In this paper, three isostructural porous coordination polymers, namely, [Mn6(μ3-O)2(sao)6­(DMF)4(L1)2/3]·4DMF·2H2O·2CH3OH (1), [Mn6(μ3-O)2(sao)6­(DMF)4(L2)2/3]·4DMF·2H2O·2CH3OH (2), and [Mn6(μ3-O)2(sao)6­(DMF)4(L3)2/3]·4DMF·4H2O·2CH3OH (3) (DMF = dimethylformamide, H2sao = salicylaldoxime, H3L1 = benzene-1,3,5-trisbenzoic acid, H3L2 = 4,4′,4″-s-triazine-2,4,6-triyltribenzoic acid, and H3L3 = 2,4,6-tris­(4-carboxyphenoxy)-1,3,5-s-triazine), based on the oximato-bridged {Mn6} single-molecule magnet (SMM) and tricarboxylic acid ligands, were designed and synthesized.
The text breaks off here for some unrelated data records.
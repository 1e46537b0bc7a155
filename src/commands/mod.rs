//! Command-line front end.
//!
//! Each subcommand is one user action: it validates the raw input, aborts
//! with the failure reason if any field is rejected, and otherwise calls
//! the record store. Successful changes are followed by the full listing.

pub mod add;
pub mod delete;
pub mod filter;
pub mod init;
pub mod list;
pub mod programs;
pub mod search;
pub mod update;

use crate::db::students::{StoreError, Students};
use crate::libs::messages::Message;
use crate::libs::student::Student;
use crate::libs::view::View;
use crate::{msg_error, msg_info, msg_print};
use anyhow::{anyhow, Result};
use clap::{Parser, Subcommand};

#[derive(Debug, Subcommand)]
enum Commands {
    #[command(about = "Configure the degree program list")]
    Init(init::InitArgs),
    #[command(about = "Add a student")]
    Add(add::AddArgs),
    #[command(about = "Update fields of a student", arg_required_else_help = true)]
    Update(update::UpdateArgs),
    #[command(about = "Delete a student", arg_required_else_help = true)]
    Delete(delete::DeleteArgs),
    #[command(about = "Search a student by ID", arg_required_else_help = true)]
    Search(search::SearchArgs),
    #[command(about = "Show all students")]
    List,
    #[command(about = "Show students by year level and degree program")]
    Filter(filter::FilterArgs),
    #[command(about = "Show the configured degree programs")]
    Programs,
}

#[derive(Debug, Parser)]
#[command(author, version, about, long_about = None)]
#[command(arg_required_else_help(true))]
pub struct Cli {
    #[command(subcommand)]
    command: Commands,
}

impl Cli {
    pub fn menu() -> Result<()> {
        let cli = Self::parse();
        match cli.command {
            Commands::Init(args) => init::cmd(args),
            Commands::Add(args) => add::cmd(args),
            Commands::Update(args) => update::cmd(args),
            Commands::Delete(args) => delete::cmd(args),
            Commands::Search(args) => search::cmd(args),
            Commands::List => list::cmd(),
            Commands::Filter(args) => filter::cmd(args),
            Commands::Programs => programs::cmd(),
        }
    }
}

/// Prints a rejected store operation and ends the action. Database failures
/// are returned unprinted; the binary reports them once and exits non-zero.
pub fn report_store_error(error: StoreError) -> Result<()> {
    match error {
        StoreError::DuplicateKey(id) => msg_error!(Message::StudentAlreadyExists(id)),
        StoreError::NotFound(id) => msg_error!(Message::StudentNotFound(id)),
        StoreError::Validation(error) => msg_error!(Message::InvalidInput(error.to_string())),
        StoreError::StoreFailure(error) => return Err(anyhow!(Message::StoreFailure(error.to_string()))),
    }
    Ok(())
}

fn refresh_listing(students: &mut Students) -> Result<()> {
    let all = students.list_all()?;
    show_students(&all);
    Ok(())
}

fn show_students(students: &[Student]) {
    if students.is_empty() {
        msg_info!(Message::NoStudentsFound);
        return;
    }

    msg_print!(Message::StudentsHeader);
    View::students(students);
    msg_print!(Message::StudentsFound(students.len()));
}
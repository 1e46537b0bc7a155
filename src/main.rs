use studman::commands::Cli;
use studman::libs::messages::macros::is_debug_mode;
use studman::msg_error;
use tracing_subscriber::EnvFilter;

fn main() {
    if is_debug_mode() {
        tracing_subscriber::fmt()
            .with_env_filter(EnvFilter::try_from_default_env().unwrap_or_else(|_| EnvFilter::new("debug")))
            .with_target(false)
            .init();
    }

    if let Err(error) = Cli::menu() {
        msg_error!(error);
        std::process::exit(1);
    }
}
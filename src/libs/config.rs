//! Application configuration stored as JSON in the data directory.
//!
//! The only externally configured value is the list of degree programs a
//! student may be enrolled in. When no configuration file exists the
//! built-in list is used, so a fresh install works without running `init`.
//!
//! ## File Location
//!
//! `config.json` lives next to the database, see [`DataStorage`].
//!
//! ## Usage
//!
//! ```rust,no_run
//! use studman::libs::config::Config;
//!
//! let mut config = Config::read()?;
//! config.degree_programs.push("Robotics".to_string());
//! config.save()?;
//! # Ok::<(), anyhow::Error>(())
//! ```

use super::data_storage::DataStorage;
use crate::libs::messages::Message;
use crate::{msg_bail_anyhow, msg_print};
use anyhow::Result;
use dialoguer::{theme::ColorfulTheme, Input, MultiSelect};
use serde::{Deserialize, Serialize};
use std::fs::{self, File};

pub const CONFIG_FILE_NAME: &str = "config.json";

pub const DEFAULT_DEGREE_PROGRAMS: [&str; 5] = [
    "Computer Science",
    "Information Technology",
    "Software Engineering",
    "Data Science",
    "Cybersecurity",
];

#[derive(Serialize, Deserialize, Clone, Debug, PartialEq)]
pub struct Config {
    /// Programs offered in the degree selector, in display order.
    #[serde(default = "default_degree_programs")]
    pub degree_programs: Vec<String>,
}

fn default_degree_programs() -> Vec<String> {
    DEFAULT_DEGREE_PROGRAMS.iter().map(|program| program.to_string()).collect()
}

impl Default for Config {
    fn default() -> Self {
        Config {
            degree_programs: default_degree_programs(),
        }
    }
}

impl Config {
    pub fn read() -> Result<Config> {
        let config_file_path = DataStorage::new().get_path(CONFIG_FILE_NAME)?;

        if !config_file_path.exists() {
            return Ok(Config::default());
        }

        let config_str = fs::read_to_string(config_file_path)?;
        let config: Config = serde_json::from_str(&config_str)?;
        Ok(config)
    }

    pub fn save(&self) -> Result<()> {
        let config_file_path = DataStorage::new().get_path(CONFIG_FILE_NAME)?;

        let config_file = File::create(config_file_path)?;
        serde_json::to_writer_pretty(&config_file, &self)?;
        Ok(())
    }

    /// Interactively edits the degree program list: keep a subset of the
    /// current programs, then append new ones until an empty line is entered.
    pub fn init() -> Result<Self> {
        let current = Self::read().unwrap_or_default();

        msg_print!(Message::ConfigModuleDegrees, true);

        let defaults = vec![true; current.degree_programs.len()];
        let kept = MultiSelect::with_theme(&ColorfulTheme::default())
            .with_prompt(Message::PromptKeepPrograms.to_string())
            .items(&current.degree_programs)
            .defaults(&defaults)
            .interact()?;

        let mut degree_programs: Vec<String> = kept.into_iter().map(|index| current.degree_programs[index].clone()).collect();

        loop {
            let program: String = Input::with_theme(&ColorfulTheme::default())
                .with_prompt(Message::PromptNewProgram.to_string())
                .allow_empty(true)
                .interact_text()?;
            let program = program.trim();
            if program.is_empty() {
                break;
            }
            if !degree_programs.iter().any(|existing| existing == program) {
                degree_programs.push(program.to_string());
            }
        }

        if degree_programs.is_empty() {
            msg_bail_anyhow!(Message::NoProgramsConfigured);
        }

        Ok(Config { degree_programs })
    }
}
X-ray structural analysis shows that they possess a two-dimensional layered structure, where the {Mn6} moieties are linked by the corresponding (Lx)3– carboxylate ligands (x = 1, 2, 3) forming a huge honeycomb layer. These compounds not only show the SMM behavior as confirmed by alternative current susceptibility measurements but also show selectivity for CO2 over N2 at 273 K. On the basis of the magnetic fitting to the magnetic susceptibilities and the field dependence of magnetization for complexes 1–3, the spin ground states are S = 4. Compared with isolated {Mn6} SMMs with S = 4, the out-of-phase susceptibilities of 1–3 show obvious peaks only under the external direct-current field of 2 kOe. However, no peaks in χm″ are observed in the partially desolvated sample of compound 1.